All of lore.kernel.org
 help / color / mirror / Atom feed
From: Yuanhan Liu <yuanhan.liu@linux.intel.com>
To: Mel Gorman <mgorman@suse.de>
Cc: linux-mm@kvack.org, linux-kernel@vger.kernel.org
Subject: Re: performance regression due to commit e82e0561("mm: vmscan: obey proportional scanning requirements for kswapd")
Date: Fri, 14 Mar 2014 12:54:33 +0800	[thread overview]
Message-ID: <20140314045433.GN29270@yliu-dev.sh.intel.com> (raw)
In-Reply-To: <20140312165447.GO10663@suse.de>

On Wed, Mar 12, 2014 at 04:54:47PM +0000, Mel Gorman wrote:
> On Tue, Feb 18, 2014 at 04:01:22PM +0800, Yuanhan Liu wrote:
> > Hi,
> > 
> > Commit e82e0561("mm: vmscan: obey proportional scanning requirements for
> > kswapd") caused a big performance regression(73%) for vm-scalability/
> > lru-file-readonce testcase on a system with 256G memory without swap.
> > 
> > That testcase simply looks like this:
> >      truncate -s 1T /tmp/vm-scalability.img
> >      mkfs.xfs -q /tmp/vm-scalability.img
> >      mount -o loop /tmp/vm-scalability.img /tmp/vm-scalability
> > 
> >      SPARESE_FILE="/tmp/vm-scalability/sparse-lru-file-readonce"
> >      for i in `seq 1 120`; do
> >          truncate $SPARESE_FILE-$i -s 36G
> >          timeout --foreground -s INT 300 dd bs=4k if=$SPARESE_FILE-$i of=/dev/null
> >      done
> > 
> >      wait
> > 
> 
> The filename implies that it's a sparse file with no IO but does not say
> what the truncate function/program/whatever actually does.

It's actually the /usr/bin/truncate file from coreutils.

> If it's really a
> sparse file then the dd process should be reading zeros and writing them to
> NULL without IO. Where are pages being dirtied?

Sorry, my bad. I was wrong and I meant to "the speed of getting new
pages", but not "the speed of dirtying pages".

> Does the truncate command
> really create a sparse file or is it something else?
> 
> > Actually, it's not the newlly added code(obey proportional scanning)
> > in that commit caused the regression. But instead, it's the following
> > change:
> > +
> > +               if (nr_reclaimed < nr_to_reclaim || scan_adjusted)
> > +                       continue;
> > +
> > 
> > 
> > -               if (nr_reclaimed >= nr_to_reclaim &&
> > -                   sc->priority < DEF_PRIORITY)
> > +               if (global_reclaim(sc) && !current_is_kswapd())
> >                         break;
> > 
> > The difference is that we might reclaim more than requested before
> > in the first round reclaimming(sc->priority == DEF_PRIORITY).
> > 
> > So, for a testcase like lru-file-readonce, the dirty rate is fast, and
> > reclaimming SWAP_CLUSTER_MAX(32 pages) each time is not enough for catching
> > up the dirty rate.
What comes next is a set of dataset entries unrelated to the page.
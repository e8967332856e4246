//! Notification feed derived from complaint and discussion snapshots.
//!
//! Notifications are never stored. Their ids are built from the source event
//! (entity kind and id, event kind, comment index), so deriving twice over the same
//! snapshots yields the same ids and read receipts can be merged back in.

use civic_types::events::{Notification, NotificationKind};
use civic_types::models::{Complaint, ComplaintStatus, Discussion, Likeable, User};

use crate::receipts::ReadReceipts;

/// Every notification addressed to `user`, newest event first, all unread.
pub fn notifications_for(user: &User, complaints: &[Complaint], discussions: &[Discussion]) -> Vec<Notification> {
    let mut feed = Vec::new();

    for complaint in complaints.iter().filter(|c| c.author_id == user.id) {
        let link = format!("/complaints/{}", complaint.id);

        if complaint.status != ComplaintStatus::Pending {
            feed.push(Notification {
                id: format!("notif-complaint-{}-status", complaint.id),
                kind: NotificationKind::ComplaintStatus,
                title: "Complaint Status Updated".into(),
                description: format!(
                    "Your complaint \"{}\" has been updated to {}",
                    complaint.title, complaint.status
                ),
                created_at: complaint.updated_at,
                read: false,
                target_link: link.clone(),
            });
        }

        for (index, comment) in complaint.comments.iter().enumerate() {
            if comment.author_id == user.id {
                continue;
            }
            feed.push(Notification {
                id: format!("notif-complaint-{}-comment-{}", complaint.id, index),
                kind: NotificationKind::ComplaintComment,
                title: "New Comment on Your Complaint".into(),
                description: format!(
                    "{} commented on your complaint \"{}\"",
                    comment.author_name, complaint.title
                ),
                created_at: comment.created_at,
                read: false,
                target_link: link.clone(),
            });
        }
    }

    for discussion in discussions.iter().filter(|d| d.author_id == user.id) {
        let link = format!("/discussions/{}", discussion.id);

        for (index, comment) in discussion.comments.iter().enumerate() {
            if comment.author_id == user.id {
                continue;
            }
            feed.push(Notification {
                id: format!("notif-discussion-{}-comment-{}", discussion.id, index),
                kind: NotificationKind::DiscussionComment,
                title: "New Comment on Your Discussion".into(),
                description: format!(
                    "{} commented on your discussion \"{}\"",
                    comment.author_name, discussion.title
                ),
                created_at: comment.created_at,
                read: false,
                target_link: link.clone(),
            });
        }

        let likes = discussion.like_count();
        if likes > 0 {
            feed.push(Notification {
                id: format!("notif-discussion-{}-likes", discussion.id),
                kind: NotificationKind::DiscussionLike,
                title: "Your Discussion is Getting Attention".into(),
                description: format!(
                    "Your discussion \"{}\" has received {} {}",
                    discussion.title,
                    likes,
                    if likes == 1 { "like" } else { "likes" }
                ),
                created_at: discussion.updated_at,
                read: false,
                target_link: link,
            });
        }
    }

    // id breaks timestamp ties so the order is fully determined by the input
    feed.sort_by(|a, b| b.created_at.cmp(&a.created_at).then_with(|| a.id.cmp(&b.id)));
    feed
}

/// Mark the notifications `receipts` has recorded for `user` as read.
pub fn apply_receipts(user: &User, feed: &mut [Notification], receipts: &ReadReceipts) {
    for notification in feed.iter_mut() {
        notification.read = receipts.is_read(&user.id, &notification.id);
    }
}

pub fn unread_count(feed: &[Notification]) -> usize {
    feed.iter().filter(|n| !n.read).count()
}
And thus page allocation stalls, and performance drops:
> > 
> >    O for e82e0561
> >    * for parent commit
> > 
> >                                 proc-vmstat.allocstall
> > 
> >      2e+06 ++---------------------------------------------------------------+
> >    1.8e+06 O+              O                O               O               |
> >            |                                                                |
> >    1.6e+06 ++                                                               |
> >    1.4e+06 ++                                                               |
> >            |                                                                |
> >    1.2e+06 ++                                                               |
> >      1e+06 ++                                                               |
> >     800000 ++                                                               |
> >            |                                                                |
> >     600000 ++                                                               |
> >     400000 ++                                                               |
> >            |                                                                |
> >     200000 *+..............*................*...............*...............*
> >          0 ++---------------------------------------------------------------+
> > 
> >                                vm-scalability.throughput
> > 
> >    2.2e+07 ++---------------------------------------------------------------+
> >            |                                                                |
> >      2e+07 *+..............*................*...............*...............*
> >    1.8e+07 ++                                                               |
> >            |                                                                |
> >    1.6e+07 ++                                                               |
> >            |                                                                |
> >    1.4e+07 ++                                                               |
> >            |                                                                |
> >    1.2e+07 ++                                                               |
> >      1e+07 ++                                                               |
> >            |                                                                |
> >      8e+06 ++              O                O               O               |
> >            O                                                                |
> >      6e+06 ++---------------------------------------------------------------+
> > 
> > I made a patch which simply keeps reclaimming more if sc->priority == DEF_PRIORITY.
> > I'm not sure it's the right way to go or not. Anyway, I pasted it here for comments.
> > 
> 
> The impact of the patch is that a direct reclaimer will now scan and
> reclaim more pages than requested so the unlucky reclaiming process will
> stall for longer than it should while others make forward progress.
> 
> That would explain the difference in allocstall figure as each stall is
> now doing more work than it did previously. The throughput figure is
> harder to explain. What is it measuring?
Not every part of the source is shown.